▶ _Work task_
Reproduce the entries from their first line up to and including the line with "tables such as". Leave out everything after it.

--

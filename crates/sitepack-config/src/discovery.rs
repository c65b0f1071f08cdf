//! File-based config discovery for CLI use
//!
//! Layers, lowest priority first: the stock configuration for the project
//! root, a `sitepack.toml` or `sitepack.json` file, then `SITEPACK_*`
//! environment variables. Arrays (rules, plugins) and the `entry` table are
//! replaced wholesale by a higher layer that sets them; other tables such as
//! `devServer` are merged key by key.

use std::path::{Path, PathBuf};

use figment::providers::{Env, Format, Json, Serialized, Toml};
use figment::Figment;
use indexmap::IndexMap;
use serde_json::Value;
use tracing::debug;

use crate::config::BuildConfig;
use crate::defaults::build_configuration;
use crate::error::{ConfigError, Result};
use crate::paths::resolve_paths;

pub const TOML_CONFIG_FILE: &str = "sitepack.toml";
pub const JSON_CONFIG_FILE: &str = "sitepack.json";

/// Environment prefix; `__` separates nested keys
/// (`SITEPACK_DEV_SERVER__PORT=8080` sets `devServer.port`).
pub const ENV_PREFIX: &str = "SITEPACK_";

/// File-based configuration discovery
///
/// # Example
///
/// ```no_run
/// use sitepack_config::ConfigDiscovery;
///
/// let config = ConfigDiscovery::new(".").load().unwrap();
/// println!("{}", config.dev_server.url());
/// ```
pub struct ConfigDiscovery {
    root: PathBuf,
}

impl ConfigDiscovery {
    /// Create a new config discovery with a root directory
    pub fn new(root: impl AsRef<Path>) -> Self {
        Self {
            root: root.as_ref().to_path_buf(),
        }
    }

    /// Find a config file in the root directory
    ///
    /// Searches in this order:
    /// 1. sitepack.toml
    /// 2. sitepack.json
    pub fn find(&self) -> Option<PathBuf> {
        [TOML_CONFIG_FILE, JSON_CONFIG_FILE]
            .into_iter()
            .map(|name| self.root.join(name))
            .find(|path| path.is_file())
    }

    /// Load the layered configuration; without a config file the stock
    /// configuration (plus environment overrides) is returned.
    pub fn load(&self) -> Result<BuildConfig> {
        match self.find() {
            Some(path) => self.load_from(&path),
            None => {
                debug!(root = %self.root.display(), "no config file found, using defaults");
                layer(&self.stock(), Figment::new())
            }
        }
    }

    /// Load with an explicit config file instead of the discovered one
    pub fn load_from(&self, path: &Path) -> Result<BuildConfig> {
        if !path.is_file() {
            return Err(ConfigError::NotFound);
        }

        let file = match path.extension().and_then(|ext| ext.to_str()) {
            Some("toml") => Figment::from(Toml::file(path)),
            Some("json") => Figment::from(Json::file(path)),
            other => {
                return Err(ConfigError::UnsupportedFormat(
                    other.unwrap_or("<none>").to_string(),
                ));
            }
        };

        debug!(file = %path.display(), "loading config file");
        layer(&self.stock(), file)
    }

    fn stock(&self) -> BuildConfig {
        build_configuration(&resolve_paths(&self.root))
    }
}

/// Put `file` and then the environment over `stock`.
fn layer(stock: &BuildConfig, file: Figment) -> Result<BuildConfig> {
    let overrides = env_overrides()
        .into_iter()
        .fold(file, |figment, (path, value)| {
            figment.merge(Serialized::default(&path, value))
        });

    // An `entry` table from any override layer replaces the stock entries.
    let entries = match overrides.find_value("entry") {
        Ok(_) => Some(
            overrides
                .extract_inner::<IndexMap<String, PathBuf>>("entry")
                .map_err(invalid_value)?,
        ),
        Err(_) => None,
    };

    let mut config: BuildConfig = Figment::from(Serialized::defaults(stock))
        .merge(overrides)
        .extract()
        .map_err(invalid_value)?;

    match entries {
        Some(entries) => config.entry = entries,
        None => {
            // Figment tables are sorted; restore the declared stock order.
            let rank = |name: &String| stock.entry.get_index_of(name).unwrap_or(usize::MAX);
            config.entry.sort_by(|a, _, b, _| rank(a).cmp(&rank(b)));
        }
    }

    Ok(config)
}

fn invalid_value(err: figment::Error) -> ConfigError {
    ConfigError::InvalidValue {
        field: if err.path.is_empty() {
            "config".to_string()
        } else {
            err.path.join(".")
        },
        hint: Some(err.to_string()),
    }
}

/// `SITEPACK_*` variables as camelCase key paths with parsed values.
///
/// Values that read as JSON (numbers, booleans, arrays) keep that type;
/// anything else is a string.
fn env_overrides() -> Vec<(String, Value)> {
    Env::prefixed(ENV_PREFIX)
        .iter()
        .filter_map(|(key, raw)| {
            let path = env_key_to_path(key.as_str());
            if path.is_empty() || path.split('.').any(str::is_empty) {
                return None;
            }
            let value = serde_json::from_str(&raw).unwrap_or(Value::String(raw));
            Some((path, value))
        })
        .collect()
}

/// `DEV_SERVER__PORT` → `devServer.port`
fn env_key_to_path(key: &str) -> String {
    key.to_ascii_lowercase()
        .split("__")
        .map(camel_case)
        .collect::<Vec<_>>()
        .join(".")
}

fn camel_case(segment: &str) -> String {
    let mut out = String::with_capacity(segment.len());
    let mut upper = false;
    for ch in segment.chars() {
        if ch == '_' {
            upper = !out.is_empty();
        } else if upper {
            out.push(ch.to_ascii_uppercase());
            upper = false;
        } else {
            out.push(ch);
        }
    }
    out
}

/// Discover and load config from current directory (convenience function)
pub fn discover() -> Result<BuildConfig> {
    let root = std::env::current_dir()?;
    ConfigDiscovery::new(&root).load()
}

--

▶ _Response for this exercise_
filename crates/sitepack-config/src/discovery.rs
repository c65b0f1071f08cdf
//! File-based config discovery for CLI use
//!
//! Layers, lowest priority first: the stock configuration for the project
//! root, a `sitepack.toml` or `sitepack.json` file, then `SITEPACK_*`
//! environment variables. Arrays (rules, plugins) and the `entry` table are
//! replaced wholesale by a higher layer that sets them; other tables such as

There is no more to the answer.